Muslim Lady Meet Jesus Turn Into Christianity - Lydia. Shalom, this is the testimony:

I was four Muslim and my generation as long as anybody could remember were Muslim. I was born in a Muslim country right in the Muslim family the one that really practise. If the Ramadan is one month my mother will do it forthy days and they practice everything. I remember first time I fast was five years old. So they would all wake up early in the morning for o'clock to do the prayer, everything.


For us Allah SWT was the powerful thing that created everything and is watching me whatever I do, whatever I do. And one day is going to be the Judgment Day, just stand in front of him and answer everything I have done. He's going to count the goodness I have done and the evil thing I have done and I will be punished by.

So I was raised very good Muslim and practice it in school everywhere. Very very strong believer in Islam that I would die, I would go because in my country though when war started I was very young but I put my name as the volunteers to go there in the first line even if they would let me. And that much I believe this system that that was the only truth and I really would kill and with die for that faith.

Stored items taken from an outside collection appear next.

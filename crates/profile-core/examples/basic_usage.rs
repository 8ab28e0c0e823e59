//! Basic profile manager usage
//!
//! Stores two SIP profiles in a temporary directory, registers them against
//! an in-process registrar that answers after a short delay, and prints every
//! status change the observer receives.

use std::sync::Arc;
use std::time::Duration;

use async_trait::async_trait;

use rvoip_profile_core::logging::{setup_logging, LoggingConfig};
use rvoip_profile_core::{
    Profile, ProfileManager, ProfileManagerConfig, RegistrationListener, RegistrationPurpose,
    RegistrationService, Result, StatusObserver, StatusUpdate, Transport,
};

/// Registrar that accepts every profile after a short delay
struct LoopbackRegistrar;

#[async_trait]
impl RegistrationService for LoopbackRegistrar {
    async fn open(
        &self,
        profile: &Profile,
        _purpose: RegistrationPurpose,
        listener: RegistrationListener,
    ) -> Result<()> {
        let identity = profile.identity().to_string();
        tokio::spawn(async move {
            listener.on_registering(&identity);
            tokio::time::sleep(Duration::from_millis(200)).await;
            listener.on_registration_done(&identity, 3600);
        });
        Ok(())
    }

    async fn close(&self, _identity: &str) -> Result<()> {
        Ok(())
    }

    async fn is_registered(&self, _identity: &str) -> Result<bool> {
        Ok(false)
    }
}

struct PrintingObserver;

#[async_trait]
impl StatusObserver for PrintingObserver {
    async fn on_status_changed(&self, update: StatusUpdate) {
        println!("[{}] {}: {}", update.timestamp.format("%H:%M:%S%.3f"), update.identity, update.text);
    }
}

#[tokio::main]
async fn main() -> Result<()> {
    let profiles_dir = std::env::temp_dir().join("rvoip-profile-demo");
    let config = ProfileManagerConfig::new(&profiles_dir).with_auto_register(true);
    setup_logging(&LoggingConfig::for_manager(&config)?)?;
    let manager = ProfileManager::new(config, Arc::new(LoopbackRegistrar))?;
    manager.set_observer(Arc::new(PrintingObserver)).await;

    let report = manager
        .start()
        .await
        .map_err(|e| rvoip_profile_core::ProfileError::internal(e.to_string()))??;
    println!("Loaded {} stored profiles", report.loaded);

    manager
        .save(Profile::new("alice", "sip.example.com", "alice", "alice-secret").with_display_name("Alice"))
        .await?;
    manager
        .save(
            Profile::new("bob", "sip.example.org", "bob", "bob-secret")
                .with_transport(Transport::Tcp)
                .with_port(5080),
        )
        .await?;

    tokio::time::sleep(Duration::from_millis(500)).await;

    for entry in manager.snapshot() {
        println!("{:<8} {:<40} {}", entry.profile.name, entry.profile.summary(), entry.status);
    }

    manager.set_auto_register_policy(false).await;
    tokio::time::sleep(Duration::from_millis(100)).await;

    for identity in ["alice", "bob"] {
        manager.delete(identity).await?;
    }
    Ok(())
}
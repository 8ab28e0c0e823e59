//! Registration service boundary
//!
//! The profile manager never speaks SIP itself. Registration goes through a
//! [`RegistrationService`] implementation (typically backed by session-core's
//! REGISTER support), which reports progress asynchronously through the
//! [`RegistrationListener`] handed to [`RegistrationService::open`].
//!
//! # Status lifecycle
//!
//! ```text
//! Unregistered ──open──▶ Registering ──done(expiry > 0)──▶ Registered
//!      ▲                     │                                │
//!      │                 failed(reason)                     close
//!      │                     ▼                                │
//!      └──done(expiry ≤ 0)── Error ◀──────────────────────────┘ (on failure)
//! ```
//!
//! A fresh `open` from `Error` moves back to `Registering`. A registration
//! that never calls back stays `Registering`; no timeout is applied.
//!
//! # Example
//!
//! ```rust
//! use async_trait::async_trait;
//! use rvoip_profile_core::{Profile, Result};
//! use rvoip_profile_core::registration::{RegistrationListener, RegistrationPurpose, RegistrationService};
//!
//! /// Accepts every registration immediately
//! struct LoopbackRegistrar;
//!
//! #[async_trait]
//! impl RegistrationService for LoopbackRegistrar {
//!     async fn open(&self, profile: &Profile, _purpose: RegistrationPurpose, listener: RegistrationListener) -> Result<()> {
//!         listener.on_registering(profile.identity());
//!         listener.on_registration_done(profile.identity(), 3600);
//!         Ok(())
//!     }
//!
//!     async fn close(&self, _identity: &str) -> Result<()> {
//!         Ok(())
//!     }
//!
//!     async fn is_registered(&self, _identity: &str) -> Result<bool> {
//!         Ok(false)
//!     }
//! }
//! ```

use std::fmt;
use std::sync::Weak;

use async_trait::async_trait;
use serde::{Deserialize, Serialize};
use tracing::{debug, warn};

use crate::error::Result;
use crate::profile::Profile;

/// Live registration state of one profile identity
#[derive(Debug, Clone, PartialEq, Eq, Default, Serialize, Deserialize)]
pub enum RegistrationStatus {
    /// Not registered with the remote service
    #[default]
    Unregistered,
    /// A registration attempt is in flight
    Registering,
    /// Registered and reachable for incoming calls
    Registered,
    /// The last registration attempt failed
    Error(String),
}

impl RegistrationStatus {
    /// Human-readable text for status displays
    pub fn display_text(&self) -> String {
        match self {
            RegistrationStatus::Unregistered => "Not registered".to_string(),
            RegistrationStatus::Registering => "Registering...".to_string(),
            RegistrationStatus::Registered => "Ready to receive calls".to_string(),
            RegistrationStatus::Error(reason) => format!("Registration failed: {}", reason),
        }
    }

    /// Whether the remote service holds, or may soon hold, a registration
    pub fn is_active(&self) -> bool {
        matches!(self, RegistrationStatus::Registering | RegistrationStatus::Registered)
    }
}

impl fmt::Display for RegistrationStatus {
    fn fmt(&self, f: &mut fmt::Formatter<'_>) -> fmt::Result {
        match self {
            RegistrationStatus::Unregistered => write!(f, "Unregistered"),
            RegistrationStatus::Registering => write!(f, "Registering"),
            RegistrationStatus::Registered => write!(f, "Registered"),
            RegistrationStatus::Error(reason) => write!(f, "Error({})", reason),
        }
    }
}

/// What a registration is opened for
#[derive(Debug, Clone, Copy, PartialEq, Eq, Default, Serialize, Deserialize)]
#[serde(rename_all = "snake_case")]
pub enum RegistrationPurpose {
    /// Register so the endpoint can receive incoming calls
    #[default]
    ReceiveCalls,
    /// Register for presence only; incoming calls are not expected
    PresenceOnly,
}

/// Progress reported by the registration service
#[derive(Debug, Clone, PartialEq, Eq)]
pub enum RegistrationEvent {
    /// The attempt is still in progress
    Registering,
    /// The attempt completed; `expiry_secs <= 0` means unregistered
    Done { expiry_secs: i64 },
    /// The attempt failed
    Failed { reason: String },
}

impl RegistrationEvent {
    /// Status a profile moves to when this event is applied
    pub fn resulting_status(&self) -> RegistrationStatus {
        match self {
            RegistrationEvent::Registering => RegistrationStatus::Registering,
            RegistrationEvent::Done { expiry_secs } if *expiry_secs > 0 => RegistrationStatus::Registered,
            RegistrationEvent::Done { .. } => RegistrationStatus::Unregistered,
            RegistrationEvent::Failed { reason } => RegistrationStatus::Error(reason.clone()),
        }
    }
}

/// Receiver of registration events on the manager side
pub(crate) trait RegistrationEventSink: Send + Sync {
    /// Apply `event` to the entry bound by `binding`; stale bindings are ignored
    fn apply_registration_event(&self, binding: &ListenerBinding, event: RegistrationEvent);
}

/// Entry a listener reports against
#[derive(Debug, Clone, PartialEq, Eq)]
pub(crate) struct ListenerBinding {
    pub identity: String,
    pub generation: u64,
}

/// Callback handle given to the registration service for one `open` call
///
/// Callbacks may be delivered from any thread. A listener only ever affects
/// the profile entry it was created for: once that entry is deleted or
/// replaced, its callbacks are dropped.
#[derive(Clone)]
pub struct RegistrationListener {
    binding: ListenerBinding,
    sink: Weak<dyn RegistrationEventSink>,
}

impl fmt::Debug for RegistrationListener {
    fn fmt(&self, f: &mut fmt::Formatter<'_>) -> fmt::Result {
        f.debug_struct("RegistrationListener")
            .field("identity", &self.binding.identity)
            .field("generation", &self.binding.generation)
            .finish()
    }
}

impl RegistrationListener {
    pub(crate) fn new(binding: ListenerBinding, sink: Weak<dyn RegistrationEventSink>) -> Self {
        Self { binding, sink }
    }

    /// Identity this listener was created for
    pub fn identity(&self) -> &str {
        &self.binding.identity
    }

    /// Registration is in progress; may be reported any number of times
    pub fn on_registering(&self, identity: &str) {
        self.deliver(identity, RegistrationEvent::Registering);
    }

    /// Registration finished; `expiry_secs <= 0` means the endpoint is unregistered
    pub fn on_registration_done(&self, identity: &str, expiry_secs: i64) {
        self.deliver(identity, RegistrationEvent::Done { expiry_secs });
    }

    /// Registration failed
    pub fn on_registration_failed(&self, identity: &str, reason: impl Into<String>) {
        self.deliver(identity, RegistrationEvent::Failed { reason: reason.into() });
    }

    fn deliver(&self, identity: &str, event: RegistrationEvent) {
        if identity != self.binding.identity {
            warn!(
                "Listener for '{}' received callback for '{}', ignoring",
                self.binding.identity, identity
            );
            return;
        }
        match self.sink.upgrade() {
            Some(sink) => sink.apply_registration_event(&self.binding, event),
            None => debug!("Profile manager gone, dropping {:?} for '{}'", event, identity),
        }
    }
}

/// Remote registration service
///
/// Implementations need not serialize calls for the same identity; the
/// profile manager never issues overlapping operations for one identity.
#[async_trait]
pub trait RegistrationService: Send + Sync {
    /// Start registering `profile`; progress is reported through `listener`
    ///
    /// Returning `Ok` only means the attempt was started.
    async fn open(
        &self,
        profile: &Profile,
        purpose: RegistrationPurpose,
        listener: RegistrationListener,
    ) -> Result<()>;

    /// Tear down any registration held for `identity`
    async fn close(&self, identity: &str) -> Result<()>;

    /// Best-effort query of the current registration state
    async fn is_registered(&self, identity: &str) -> Result<bool>;
}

I was the oldest in family ... always in a leader very bold and brave and very persistent on what I believed. I respected what I believed and that's why that pushed me forward in the Islamic faith. That I reached the point that it was a high level in that faith that I could see things were happening and they say this is Islam. But then when I got a chance to get into the society and get to know Islam, it didn't match my heart and just think I believe. So I left my country. I left for so many reasons. And I start searching that then who is the God. I love God because I was born and raised in loving hands.

But when I saw what they are presenting "this is my faith", it didn't match like I could not believe my God would say kill each other or do all those unjust these things. I said this can't be. I will not worship a god like this. I would see my friend, my best friend, my close friends were killed just because they were against, they did not accept this religion. They had different beliefs. They were just 15 years 14 years old. They were mysteriously killed. And I said if this is what I believe ? no. All those people believing God because need something to hang on. I thought maybe they are right because I've do all of things and I don't feel nothing. I still have this loneliness inside of me and those questions that I can't find any answers, the hunger and the thirst and none of them satisfied me. And probably they right. probably if my personally is weak and I'm looking for something to hang on or just play more, see the cause of all this misery... whatever.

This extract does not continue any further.